Dual Targeting NG2 and GD3(A) Using Mab-Zap Immunotoxin Results in Reduced Glioma Cell Viability In Vitro

摘要

Background: Effective treatments for glioblastoma multiforme (GBM) are lacking due, in part, to cellular heterogeneity. Consequently, single-target therapeutic strategies are unlikely to succeed. Simultaneous targeting of different neoplastic cell populations within the same tumour may, therefore, prove of value. Neuron-glia 2 (NG2), a transmembrane chondroitin sulphate proteoglycan, present on developing glial cells, and GD3(A), a ganglioside expressed on developing migratory glia, are re-expressed in GBM. Materials and Methods: The aims of this study were to conduct 'proof of concept' experiments in human GBM cell lines to show that proliferative high NG2-expressing cells and high GD3(A) -expressing migratory cells could be effectively ablated using a Mab-Zap saporin immuno toxin system.
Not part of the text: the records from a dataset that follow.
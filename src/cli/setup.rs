use crate::core::config::AppConfig;
use anyhow::{Context, Result};
use std::path::Path;

// Embedded so `setup` works from an installed binary.
const EXAMPLE_CONFIG: &str = include_str!("../../docs/example_config.yaml");

/// Creates a default configuration file at the default location
pub fn setup() -> Result<()> {
    let path = AppConfig::default_config_path()?;
    setup_at_path(path)
}

/// Creates a default configuration file at the specified path
pub fn setup_at_path<P: AsRef<Path>>(path: P) -> Result<()> {
    let path = path.as_ref();

    if path.exists() {
        anyhow::bail!("Configuration file already exists at {}", path.display());
    }

    if let Some(parent) = path.parent() {
        std::fs::create_dir_all(parent)
            .with_context(|| format!("Failed to create directory: {}", parent.display()))?;
    }

    std::fs::write(path, EXAMPLE_CONFIG)
        .with_context(|| format!("Failed to write config file to {}", path.display()))?;

    tracing::info!("Created default configuration at {}", path.display());
    Ok(())
}
use comfy_table::modifiers::UTF8_ROUND_CORNERS;
use comfy_table::presets::UTF8_FULL;
use comfy_table::{Attribute, Cell, CellAlignment, Color, ContentArrangement, Table};
use console::style;
use indicatif::{ProgressBar, ProgressStyle};
use std::time::Duration;

/// Defines different styles for text elements.
pub enum StyleType {
    Title,
    TotalLabel,
    TotalValue,
    Error,
}

/// Applies a consistent style to a string.
pub fn style_text(text: &str, style_type: StyleType) -> String {
    let styled = match style_type {
        StyleType::Title => style(text).bold().underlined(),
        StyleType::TotalLabel => style(text).bold(),
        StyleType::TotalValue => style(text).green().bold(),
        StyleType::Error => style(text).red().bold(),
    };
    styled.to_string()
}

/// Creates a new `comfy_table::Table` with standard styling.
pub fn new_styled_table() -> Table {
    let mut table = Table::new();
    table
        .load_preset(UTF8_FULL)
        .apply_modifier(UTF8_ROUND_CORNERS)
        .set_content_arrangement(ContentArrangement::Dynamic);
    table
}

/// Creates a styled header cell for a table.
pub fn header_cell(text: &str) -> Cell {
    Cell::new(text)
        .fg(Color::Cyan)
        .add_attribute(Attribute::Bold)
}

/// Right-aligned amount, green for income and red for expenses.
pub fn amount_cell(amount: f64) -> Cell {
    let color = if amount >= 0.0 { Color::Green } else { Color::Red };
    Cell::new(format!("{amount:.2}"))
        .fg(color)
        .set_alignment(CellAlignment::Right)
}

/// Creates a spinner for operations of unknown length.
pub fn new_spinner(message: &str) -> ProgressBar {
    let pb = ProgressBar::new_spinner();
    pb.set_style(
        ProgressStyle::default_spinner()
            .template("{spinner:.green} {msg} [{elapsed_precise}]")
            .unwrap_or_else(|_| ProgressStyle::default_spinner()),
    );
    pb.set_message(message.to_string());
    pb.enable_steady_tick(Duration::from_millis(100));
    pb
}
pub mod cli;
pub mod core;
pub mod providers;
pub mod store;
pub mod tracker;

use crate::core::config::AppConfig;
use crate::providers::YahooFinanceProvider;
use crate::store::SqliteStore;
use crate::tracker::Tracker;
use anyhow::{Context, Result};
use tracing::{debug, info};

#[derive(Debug, Clone, PartialEq)]
pub enum AppCommand {
    Demo,
    Add {
        amount: f64,
        category: String,
        description: String,
    },
    List,
    Prices {
        symbols: Vec<String>,
    },
    Report {
        format: String,
    },
}

pub fn load_config(config_path: Option<&str>) -> Result<AppConfig> {
    let config = match config_path {
        Some(path) => AppConfig::load_from_path(path)?,
        None => AppConfig::load()?,
    };
    debug!("Loaded config: {config:#?}");
    Ok(config)
}

/// Opens the configured database and reloads the ledger from it.
pub fn open_tracker(config: &AppConfig) -> Result<Tracker<SqliteStore>> {
    let db_path = config.database_path()?;
    let store = SqliteStore::open(&db_path)
        .with_context(|| format!("Failed to open database: {}", db_path.display()))?;

    let yahoo = &config.providers.yahoo;
    let provider = YahooFinanceProvider::new(&yahoo.base_url, yahoo.timeout())?;

    let tracker = Tracker::open(store, Box::new(provider), &config.account_name)
        .with_context(|| format!("Failed to load transactions from {}", db_path.display()))?;
    Ok(tracker)
}

pub async fn run_command(command: AppCommand, config_path: Option<&str>) -> Result<()> {
    info!("Finance Tracker starting...");

    let config = load_config(config_path)?;
    let mut tracker = open_tracker(&config)?;

    match command {
        AppCommand::Demo => cli::demo::run(&mut tracker, &config.symbols).await,
        AppCommand::Add {
            amount,
            category,
            description,
        } => cli::ledger::add(&mut tracker, amount, &category, &description),
        AppCommand::List => cli::ledger::list(&tracker),
        AppCommand::Prices { symbols } => {
            let all: Vec<String> = config.symbols.iter().chain(&symbols).cloned().collect();
            cli::prices::run(&mut tracker, &all).await
        }
        AppCommand::Report { format } => cli::report::run(&tracker, &format),
    }
}
//! Pricing abstractions and core types

use crate::core::error::MarketDataError;
use async_trait::async_trait;
use chrono::{DateTime, Utc};

#[derive(Debug, Clone, PartialEq)]
pub struct PricePoint {
    pub timestamp: DateTime<Utc>,
    pub close: Option<f64>,
}

/// Time-indexed closes returned by a single refresh, oldest first.
#[derive(Debug, Clone, Default, PartialEq)]
pub struct PriceHistory {
    pub points: Vec<PricePoint>,
}

impl PriceHistory {
    pub fn new(points: Vec<PricePoint>) -> Self {
        Self { points }
    }

    pub fn is_empty(&self) -> bool {
        self.points.is_empty()
    }

    /// Close of the most recent bar that has one. Trailing bars without a
    /// close (an in-progress session) are skipped.
    pub fn latest_close(&self) -> Option<f64> {
        self.points.iter().rev().find_map(|p| p.close)
    }
}

#[async_trait]
pub trait PriceProvider: Send + Sync {
    /// Fetches the 1-day price history for `symbol`. An unknown symbol or a
    /// closed market may legitimately yield an empty history.
    async fn fetch_history(&self, symbol: &str) -> Result<PriceHistory, MarketDataError>;
}

#[cfg(test)]
mod tests {
    use super::*;
    use chrono::TimeZone;

    fn point(ts: i64, close: Option<f64>) -> PricePoint {
        PricePoint {
            timestamp: Utc.timestamp_opt(ts, 0).unwrap(),
            close,
        }
    }

    #[test]
    fn test_latest_close() {
        assert_eq!(PriceHistory::default().latest_close(), None);

        let history = PriceHistory::new(vec![point(1, Some(10.0)), point(2, Some(11.5))]);
        assert_eq!(history.latest_close(), Some(11.5));

        let history = PriceHistory::new(vec![point(1, Some(10.0)), point(2, None)]);
        assert_eq!(history.latest_close(), Some(10.0));

        let history = PriceHistory::new(vec![point(1, None)]);
        assert_eq!(history.latest_close(), None);
    }
}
Results:. The combinatorial ablation of both NG2 and GD3(A)-expressing cells resulted in significant reduction in GBM cell viability compared to single epitope targeting and controls (p<0.0001); non-neoplastic astrocytes were not affected. Conclusion: Multiple targeting of GBM subpopulations may, therefore, help inform novel therapeutic approaches.